"Znajdź" od Apple to jedno z niewielu narzędzi, których użytkownicy Androida mogą naprawdę pozazdrościć posiadaczom iPhone'ów. W razie utraty telefonu są bowiem w stanie namierzyć zgubę, nawet jeśli smartfon się rozładował lub został wyłączony przez złodzieja. Funkcja działa zadziwiająco dobrze, w przeciwieństwie do "Znajdź moje urządzenie" z Androida. W tym przypadku telefon musi być włączony, mieć zapas energii w akumulatorze i stałe połączenie z siecią.
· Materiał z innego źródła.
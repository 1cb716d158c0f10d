//! Client for the asynchronous job service.
//!
//! The control plane never runs replication or garbage collection work itself.
//! It hands [JobRequest]s to a job service, which assigns each one a UUID and
//! reports status changes back through a status hook. This crate provides the
//! [JobService] seam, an HTTP implementation ([HttpJobService]) and an in-process
//! implementation ([MemoryJobService]) used when no remote job service is configured
//! and in tests.

use std::fmt;
use std::sync::Arc;

use bytes::Bytes;

mod auth;
mod client;
mod error;
mod memory;
pub mod models;

pub use self::auth::{Secret, SecretAuthLayer, SecretAuthService, SECRET_SCHEME};
pub use self::client::{HttpJobService, DEFAULT_TIMEOUT};
pub use self::error::JobServiceError;
pub use self::memory::MemoryJobService;
pub use self::models::{JobAction, JobKind, JobMetadata, JobRequest, JobStats, JobStatus};

/// Operations the control plane needs from a job service.
#[async_trait::async_trait]
pub trait JobService: fmt::Debug {
    /// A short name for the implementation, used in logs.
    fn name(&self) -> &'static str;

    /// Submit a job, returning the UUID the job service assigned to it.
    async fn submit(&self, job: &JobRequest) -> Result<String, JobServiceError>;

    /// Post an action to an existing job.
    async fn post_action(&self, uuid: &str, action: JobAction) -> Result<(), JobServiceError>;

    /// Fetch the log of a job.
    async fn log(&self, uuid: &str) -> Result<Bytes, JobServiceError>;

    /// Fetch the current status of a job.
    async fn status(&self, uuid: &str) -> Result<JobStats, JobServiceError>;

    /// List the executions spawned by a periodic job, newest first.
    async fn executions(&self, uuid: &str) -> Result<Vec<JobStats>, JobServiceError>;
}

/// Cheaply cloneable handle to a [JobService].
#[derive(Debug, Clone)]
pub struct JobClient {
    service: Arc<dyn JobService + Send + Sync>,
}

impl<S> From<S> for JobClient
where
    S: JobService + Send + Sync + 'static,
{
    fn from(service: S) -> Self {
        Self {
            service: Arc::new(service),
        }
    }
}

impl JobClient {
    /// Name of the underlying implementation.
    pub fn name(&self) -> &'static str {
        self.service.name()
    }

    /// Submit a job.
    #[tracing::instrument(skip(self, job), fields(job = %job.name, kind = %job.metadata.kind))]
    pub async fn submit(&self, job: &JobRequest) -> Result<String, JobServiceError> {
        let uuid = self.service.submit(job).await?;
        tracing::debug!(%uuid, "submitted job");
        Ok(uuid)
    }

    /// Ask the job service to stop a job.
    #[tracing::instrument(skip(self))]
    pub async fn stop(&self, uuid: &str) -> Result<(), JobServiceError> {
        self.service.post_action(uuid, JobAction::Stop).await
    }

    /// Stop a job, treating a job the job service no longer knows as already stopped.
    ///
    /// Returns `false` when the job service reported the job missing.
    #[tracing::instrument(skip(self))]
    pub async fn cancel(&self, uuid: &str) -> Result<bool, JobServiceError> {
        match self.service.post_action(uuid, JobAction::Stop).await {
            Ok(()) => Ok(true),
            Err(error) if error.is_not_found() => {
                tracing::debug!("job already gone from job service");
                Ok(false)
            }
            Err(error) => Err(error),
        }
    }

    /// Fetch the log of a job.
    #[tracing::instrument(skip(self))]
    pub async fn log(&self, uuid: &str) -> Result<Bytes, JobServiceError> {
        self.service.log(uuid).await
    }

    /// Fetch the status of a job.
    #[tracing::instrument(skip(self))]
    pub async fn status(&self, uuid: &str) -> Result<JobStats, JobServiceError> {
        self.service.status(uuid).await
    }

    /// List the executions of a periodic job.
    #[tracing::instrument(skip(self))]
    pub async fn executions(&self, uuid: &str) -> Result<Vec<JobStats>, JobServiceError> {
        self.service.executions(uuid).await
    }
}

#[cfg(test)]
mod tests {
    use super::*;

    #[tokio::test]
    async fn cancel_tolerates_missing_job() {
        let client = JobClient::from(MemoryJobService::new());
        assert!(!client.cancel("nope").await.unwrap());
    }

    #[tokio::test]
    async fn cancel_stops_known_job() {
        let memory = MemoryJobService::new();
        let client = JobClient::from(memory.clone());
        let uuid = client.submit(&JobRequest::generic("IMAGE_GC")).await.unwrap();

        assert!(client.cancel(&uuid).await.unwrap());
        assert_eq!(memory.stats(&uuid).unwrap().status, JobStatus::Stopped);
    }
}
To jednak niebawem powinno się zmienić, a użytkownicy smartfonów z Androidem wreszcie przestaną zazdrościć miłośnikom telefonów firmy Apple. Przynajmnie jeśli wierzyć przeciekom, do których dotarł portal 91mobiles.com. Serwis powołuje się na informacje Polaka Kuby Wojciechowskiego, który znalazł w kodzie źródłowym Androida 14 (na razie system jest w wersji beta) dość interesujące zapisy. Wynika z nich, że Google pracuje nad możliwością łączenia się urządzeń z Androidami z innymi smartfonami, nawet gdy te pierwsze są wyłączone.
Ma to działać na podobnej zasadzie jak odnajdywanie zgubionych iPhone'ów lub Apple AirTagów. Google chce, by smartfony z Androidem, które spoczywają w naszych dłoniach i kieszeniach, mogły wykryć (np. przez Bluetooth) zgubione lub skradzione urządzenie (również wyłączone) i przekazać jego lokalizację do Google. W tej sposób, moglibyśmy śledzić położenie swojego Androida na żywo, o ile tylko nie zostało wywiezione z dala od siedlisk ludzkich.
Aby funkcja miała szansę działać, potrzebne jest wsparcie sprzętowe dla modułu Bluetooth działającego w tle. Najpewniej więc funkcja "Znajdź moje urządzenie" w nowej odsłonie mogłaby działać - przynajmniej z początku - tylko na niektórych telefonach. Po drugie, nie jest pewne, czy narzędzie trafi do smartfonów z Androidem od firm trzecich. Google na razie nazwał funkcję Pixel Power-off Finder i testuje ją podobno na urządzeniach własnej produkcji. Niewykluczone też, że narzędzie początkowo trafi na smartfony z serii Google Pixel, a dopiero później na urządzenia pozostałych firm.